The French get a lot of flak for acting pretentious, and displaying feelings of superiority, but the truth is they have plenty of reason for being the envy of the world. France has a rich culinary history. And when it comes to food—whether it’s rustic peasant dishes or hauté cuisine—it’s all about fresh ingredients, culinary technique and attention to detail. If you’re in the mood for authentic French cuisine in a restaurant where you can melt into the experience and lose track of time, try the Crocodile in Petaluma.
The Crocodile opened for business in September last year and is a popular stop with a casual neighborhood restaurant feel, located in the theatre district. The proprietors are husband-wife team, Michael Dotson and Moira Beveridge, who are passionate about French cuisine. Dotson is the head chef, trained in classic French technique in Strausberg, France (amongst other regions of France). Beveridge is general manager, and though she’s originally from Scotland, she often traveled to France with her family for the holidays as a young girl and fell in love with the cuisine. The name of their restaurant was inspired by Au Crocodile, a formerly Michelin Guide-starred French restaurant in Strasbourg where Dotson once worked.
Though Au Crocodile offers a fine dining experience complete with white linens, the Crocodile offers a casual, low-key experience. “We wanted a place that offered country French food with new world techniques and fresh ingredients,” says Beveridge. “French food can be amazing without being pretentious.”
My dinner companion, Alex, and I arrived on a cool summer evening and our server suggested we begin with a glass of bubbly, Donkey & Goat ‘Lily’s Cuvee’ Pet Nat 2015, a light, refreshing sparkling wine. We enjoyed that along with the featured appetizer of the day, panko-crusted fried green tomatoes with bone-marrow butter escargot, which was elegantly plated and served with a chiote squash rémoulade.
Next, we tried the octopus a la plancha, which is served with rice and fava bean salad and pickled cherries. The octopus had a great char and offered a rich smoky flavor. We enjoyed the octopus with a French Chenin Blanc, the Manoir de la Tete, which is smooth and velvety and offers hints of honey and an exquisite dry finish.
Alex appreciates a good steak, and enjoyed the steak frites—a hangar steak, served with a generous dollop of hotel butter and French fries—which was hearty and satisfying. The California sea bass was cooked to perfection and served topped with butter poached prawns on a bed of quinoa, fava beans and buerra blanc.

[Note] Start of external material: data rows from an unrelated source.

use pin_analyzer::{
    graph::{INPUT_NODE_ID, InfluenceGraph, NodeDetail, NodeKind},
    report::{AnalysisReport, InfluenceChain, UNLINKED_POLICY_LABEL},
};

use crate::fixtures::{chain, report, uneven_report};

fn ids(graph: &InfluenceGraph, kind: NodeKind) -> Vec<String> {
    graph.nodes_of(kind).map(|node| node.id.clone()).collect()
}

#[test]
fn given_single_chain_with_one_company_when_building_then_has_four_nodes_and_three_edges() {
    let graph = InfluenceGraph::from_report(&report(vec![chain(
        "기본소득",
        "지역화폐",
        &["코나아이"],
    )]));

    let node_ids: Vec<&str> = graph.nodes().iter().map(|node| node.id.as_str()).collect();
    assert_eq!(
        node_ids,
        vec![INPUT_NODE_ID, "policy-0", "sector-0", "enterprise-0-0"]
    );
    let edge_ids: Vec<&str> = graph.edges().iter().map(|edge| edge.id.as_str()).collect();
    assert_eq!(
        edge_ids,
        vec![
            "edge-input-1-policy-0",
            "edge-policy-0-sector-0",
            "edge-sector-0-enterprise-0-0"
        ]
    );
    assert_eq!(graph.nodes()[0].label, "이재명");
}

#[test]
fn given_k_chains_when_building_then_counts_follow_chains_and_companies() {
    let report = uneven_report();
    let graph = InfluenceGraph::from_report(&report);

    assert_eq!(ids(&graph, NodeKind::Input), vec![INPUT_NODE_ID]);
    assert_eq!(ids(&graph, NodeKind::Policy).len(), 3);
    assert_eq!(ids(&graph, NodeKind::Sector).len(), 3);
    assert_eq!(ids(&graph, NodeKind::Enterprise).len(), 5);

    for (idx, chain) in report.influence_chains.iter().enumerate() {
        let sector_id = format!("sector-{idx}");
        assert_eq!(
            graph.outgoing(&sector_id).count(),
            chain.companies.len(),
            "{sector_id} out-degree"
        );
        assert_eq!(graph.outgoing(&format!("policy-{idx}")).count(), 1);
    }
    assert_eq!(graph.outgoing(INPUT_NODE_ID).count(), 3);
    assert_eq!(graph.edges().len(), 3 + 3 + 5);
}

#[test]
fn given_chains_when_building_then_nodes_are_ordered_by_column() {
    let graph = InfluenceGraph::from_report(&uneven_report());

    let columns: Vec<usize> = graph.nodes().iter().map(|node| node.kind.column()).collect();
    let mut sorted = columns.clone();
    sorted.sort();
    assert_eq!(columns, sorted);
    assert_eq!(
        ids(&graph, NodeKind::Enterprise),
        vec![
            "enterprise-0-0",
            "enterprise-0-1",
            "enterprise-2-0",
            "enterprise-2-1",
            "enterprise-2-2"
        ]
    );
}

#[test]
fn given_blank_fields_when_building_then_sentinel_labels_are_used() {
    let graph = InfluenceGraph::from_report(&report(vec![InfluenceChain {
        companies: vec!["".to_string(), "  ".to_string(), "한국전력".to_string()],
        ..InfluenceChain::default()
    }]));

    let input = graph.node(INPUT_NODE_ID).expect("input node");
    assert_eq!(input.label, "Unknown");

    let policy = graph.node("policy-0").expect("policy node");
    assert_eq!(policy.label, UNLINKED_POLICY_LABEL);

    let sector = graph.node("sector-0").expect("sector node");
    assert_eq!(sector.label, "Unknown Sector");
    assert!(matches!(
        &sector.detail,
        NodeDetail::Sector { impact_description, .. } if impact_description == "No description available"
    ));

    // Blank companies are skipped but keep their index slot.
    assert!(graph.node("enterprise-0-0").is_none());
    assert!(graph.node("enterprise-0-2").is_some());
    assert_eq!(graph.outgoing("sector-0").count(), 1);
}

#[test]
fn given_company_with_stock_code_when_building_then_symbol_is_extracted() {
    let graph = InfluenceGraph::from_report(&uneven_report());

    let symbol = |id: &str| match &graph.node(id).expect("enterprise node").detail {
        NodeDetail::Enterprise { symbol } => symbol.clone(),
        other => panic!("unexpected detail: {other:?}"),
    };
    assert_eq!(symbol("enterprise-0-0").as_deref(), Some("052400"));
    assert_eq!(symbol("enterprise-0-1"), None);
    assert_eq!(symbol("enterprise-2-2").as_deref(), Some("025950"));
}

#[test]
fn given_empty_report_when_building_then_graph_is_empty() {
    let graph = InfluenceGraph::from_report(&AnalysisReport::default());
    assert!(graph.is_empty());
    assert!(graph.edges().is_empty());
    assert!(!graph.has_enterprises());
}

#[test]
fn given_same_report_when_building_twice_then_graphs_are_identical() {
    let report = uneven_report();
    assert_eq!(
        InfluenceGraph::from_report(&report),
        InfluenceGraph::from_report(&report)
    );
}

Dining at the Crocodile is an experience to savor at a leisurely pace, and what sets it apart is their hospitality and attention to detail. The wine list is spectacular, and offers a selection of French and California wines. In fact, according to Beveridge, the restaurant is a popular stop for local winemakers. But they also offer a house-made lemonade and either filtered water or sparkling water in a carafe. Dotson, who’s been cooking for nearly 30 years, frequently changes the menu. “I’m constantly tinkering with it,” he says. “The goal is to make sure patrons feel a sense of hospitality and to feel taken care of and nourished.”
For dessert, we shared the buttermilk chocolate cake with chocolate mouse, coconut crème anglaise and chocolate ganache, a rich decadent confection.
The Crocodile is a great place to relax and lose track of time, which is easy to do. The clock above the kitchen is stopped at 10:06, a whimsical nod to Dotson’s wife, Moira, who shares the same name as the
Next time you’re in the mood for French cuisine or making a date for dinner and a movie, stop at the Crocodile, where you can savor the exquisite creations of Chef Dotson and enjoy great food like the French who believe food is an art form and dining should be a leisurely endeavor.